# ASSIGNED TASK:
Restate word for word the lines that begin the listing and end with the line holding "on every line".

-------------------------

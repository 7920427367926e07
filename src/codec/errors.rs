//! Codec error types

use thiserror::Error;

/// Result type for codec operations
pub type CodecResult<T> = Result<T, CodecError>;

/// Row codec errors
#[derive(Debug, Error)]
pub enum CodecError {
    #[error("Cannot encode an empty row")]
    EmptyRow,

    #[error("Header has {expected} fields but line has {found}: {line}")]
    FieldCountMismatch {
        expected: usize,
        found: usize,
        line: String,
    },

    #[error("Duplicate header field: {0}")]
    DuplicateHeader(String),

    #[error("Delimiter and quote must differ (both {0:?})")]
    AmbiguousDialect(char),

    #[error("CSV error: {0}")]
    Csv(#[from] csv::Error),

    #[error("Encoded line is not valid UTF-8: {0}")]
    Utf8(#[from] std::string::FromUtf8Error),

    #[error("I/O error: {0}")]
    Io(#[from] std::io::Error),
}
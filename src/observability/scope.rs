//! ObservationScope for automatic begin/complete logging
//!
//! - Logs `{name}_BEGIN` on creation
//! - Logs `{name}_COMPLETE` on `complete`
//! - Logs `{name}_FAILED` on `fail`
//! - Logs `{name}_INCOMPLETE` if dropped without either

use std::cell::Cell;
use std::time::Instant;

use super::logger::Logger;

/// A scope that automatically logs begin and complete events
///
/// ```ignore
/// let scope = ObservationScope::with_fields("QUERY", &[("dataset", "people.csv")]);
/// // ... scan ...
/// scope.complete_with_fields(&[("records", "42")]);
/// ```
pub struct ObservationScope<'a> {
    name: &'a str,
    completed: Cell<bool>,
    fields: Vec<(&'a str, String)>,
    started: Instant,
}

impl<'a> ObservationScope<'a> {
    /// Create a new observation scope
    pub fn new(name: &'a str) -> Self {
        Self::with_fields(name, &[])
    }

    /// Create a new observation scope with fields repeated on every line
    pub fn with_fields(name: &'a str, fields: &[(&'a str, &str)]) -> Self {
        let event = format!("{}_BEGIN", name);
        Logger::info(&event, fields);

        Self {
            name,
            completed: Cell::new(false),
            fields: fields.iter().map(|(k, v)| (*k, v.to_string())).collect(),
            started: Instant::now(),
        }
    }

    /// Milliseconds since the scope began
    pub fn elapsed_ms(&self) -> String {
        self.started.elapsed().as_millis().to_string()
    }

    /// Mark the scope as successfully completed
    pub fn complete(self) {
        self.complete_with_fields(&[]);
    }

    /// Mark the scope as successfully completed with additional fields
    pub fn complete_with_fields(self, extra_fields: &[(&str, &str)]) {
        self.completed.set(true);
        let event = format!("{}_COMPLETE", self.name);
        let elapsed = self.elapsed_ms();

        let mut all_fields: Vec<(&str, &str)> =
            self.fields.iter().map(|(k, v)| (*k, v.as_str())).collect();
        all_fields.extend(extra_fields.iter().copied());
        all_fields.push(("elapsed_ms", elapsed.as_str()));

        Logger::info(&event, &all_fields);
    }

    /// Mark the scope as failed with a reason
    pub fn fail(self, reason: &str) {
        self.completed.set(true);
        let event = format!("{}_FAILED", self.name);

        let mut all_fields: Vec<(&str, &str)> =
            self.fields.iter().map(|(k, v)| (*k, v.as_str())).collect();
        all_fields.push(("reason", reason));

        Logger::error(&event, &all_fields);
    }

    /// Check if the scope has been completed
    pub fn is_completed(&self) -> bool {
        self.completed.get()
    }
}

impl Drop for ObservationScope<'_> {
    fn drop(&mut self) {
        if !self.completed.get() {
            let event = format!("{}_INCOMPLETE", self.name);
            Logger::warn(&event, &[("reason", "scope dropped without completion")]);
        }
    }
}

#[cfg(test)]
mod tests {
    use super::*;

    #[test]
    fn test_scope_creation() {
        let scope = ObservationScope::new("TEST");
        assert!(!scope.is_completed());
        scope.complete();
    }

    #[test]
    fn test_scope_with_fields() {
        let scope = ObservationScope::with_fields("TEST", &[("key", "value")]);
        scope.complete_with_fields(&[("result", "success")]);
    }

    #[test]
    fn test_scope_fail() {
        let scope = ObservationScope::new("TEST");
        scope.fail("something went wrong");
    }

    #[test]
    fn test_scope_drop_without_complete() {
        let scope = ObservationScope::new("TEST");
        drop(scope);
    }
}
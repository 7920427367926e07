//! Row type inference

use crate::codec::Row;

use super::literals::{parse_date, parse_numeric};
use super::types::{TypeMap, TypeTag};

/// Classifies row values as DATE, NUMERIC or STRING.
///
/// Stateless; every call looks only at the values it is given.
pub struct TypeInferencer;

impl TypeInferencer {
    /// Infers the type of every field of a row.
    pub fn infer(row: &Row) -> TypeMap {
        row.iter()
            .map(|(name, value)| (name.to_string(), Self::infer_value(value)))
            .collect()
    }

    /// Infers the types of the named fields only.
    ///
    /// Names not present in the row are left out of the map.
    pub fn infer_fields<'f, I>(row: &Row, fields: I) -> TypeMap
    where
        I: IntoIterator<Item = &'f str>,
    {
        let mut types = TypeMap::new();
        for field in fields {
            if types.contains_key(field) {
                continue;
            }
            if let Some(value) = row.get(field) {
                types.insert(field.to_string(), Self::infer_value(value));
            }
        }
        types
    }

    /// Infers the type of a single value: date, then numeric, then string.
    pub fn infer_value(value: &str) -> TypeTag {
        if parse_date(value).is_some() {
            TypeTag::Date
        } else if parse_numeric(value).is_some() {
            TypeTag::Numeric
        } else {
            TypeTag::String
        }
    }
}

#[cfg(test)]
mod tests {
    use super::*;

    fn sample_row() -> Row {
        let mut row = Row::new();
        row.insert("email", "tony@stark.com");
        row.insert("location", "malibu");
        row.insert("dob", "31/05/1976");
        row.insert("age", "37");
        row
    }

    #[test]
    fn test_infer_whole_row() {
        let types = TypeInferencer::infer(&sample_row());

        assert_eq!(types.len(), 4);
        assert_eq!(types["email"], TypeTag::String);
        assert_eq!(types["location"], TypeTag::String);
        assert_eq!(types["dob"], TypeTag::Date);
        assert_eq!(types["age"], TypeTag::Numeric);
    }

    #[test]
    fn test_infer_selected_fields() {
        let types = TypeInferencer::infer_fields(&sample_row(), ["age", "missing", "age"]);
        assert_eq!(types.len(), 1);
        assert_eq!(types["age"], TypeTag::Numeric);
    }

    #[test]
    fn test_date_wins_over_numeric() {
        // Looks numeric-ish but the date parser accepts it
        assert_eq!(TypeInferencer::infer_value("2020-01-02"), TypeTag::Date);
        assert_eq!(TypeInferencer::infer_value("3.5"), TypeTag::Numeric);
        assert_eq!(TypeInferencer::infer_value(""), TypeTag::String);
    }
}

-------------------------

# RESULT FOR THIS TASK:
repository 7920427367926e07
filename src/codec/errors.rs
//! Codec error types

use thiserror::Error;

/// Result type for codec operations
pub type CodecResult<T> = Result<T, CodecError>;

/// Row codec errors
#[derive(Debug, Error)]
pub enum CodecError {
    #[error("Cannot encode an empty row")]
    EmptyRow,

    #[error("Header has {expected} fields but line has {found}: {line}")]
    FieldCountMismatch {
        expected: usize,
        found: usize,
        line: String,
    },

    #[error("Duplicate header field: {0}")]
    DuplicateHeader(String),

    #[error("Delimiter and quote must differ (both {0:?})")]
    AmbiguousDialect(char),

    #[error("CSV error: {0}")]
    Csv(#[from] csv::Error),

    #[error("Encoded line is not valid UTF-8: {0}")]
    Utf8(#[from] std::string::FromUtf8Error),

    #[error("I/O error: {0}")]
    Io(#[from] std::io::Error),
}
filename src/observability/scope.rs
//! ObservationScope for automatic begin/complete logging
//!
//! - Logs `{name}_BEGIN` on creation
//! - Logs `{name}_COMPLETE` on `complete`
//! - Logs `{name}_FAILED` on `fail`
//! - Logs `{name}_INCOMPLETE` if dropped without either

use std::cell::Cell;
use std::time::Instant;

use super::logger::Logger;

/// A scope that automatically logs begin and complete events
///
/// ```ignore
/// let scope = ObservationScope::with_fields("QUERY", &[("dataset", "people.csv")]);
/// // ... scan ...
/// scope.complete_with_fields(&[("records", "42")]);
/// ```
pub struct ObservationScope<'a> {
    name: &'a str,
    completed: Cell<bool>,
    fields: Vec<(&'a str, String)>,
    started: Instant,
}

impl<'a> ObservationScope<'a> {
    /// Create a new observation scope
    pub fn new(name: &'a str) -> Self {
        Self::with_fields(name, &[])
    }

    /// Create a new observation scope with fields repeated on every line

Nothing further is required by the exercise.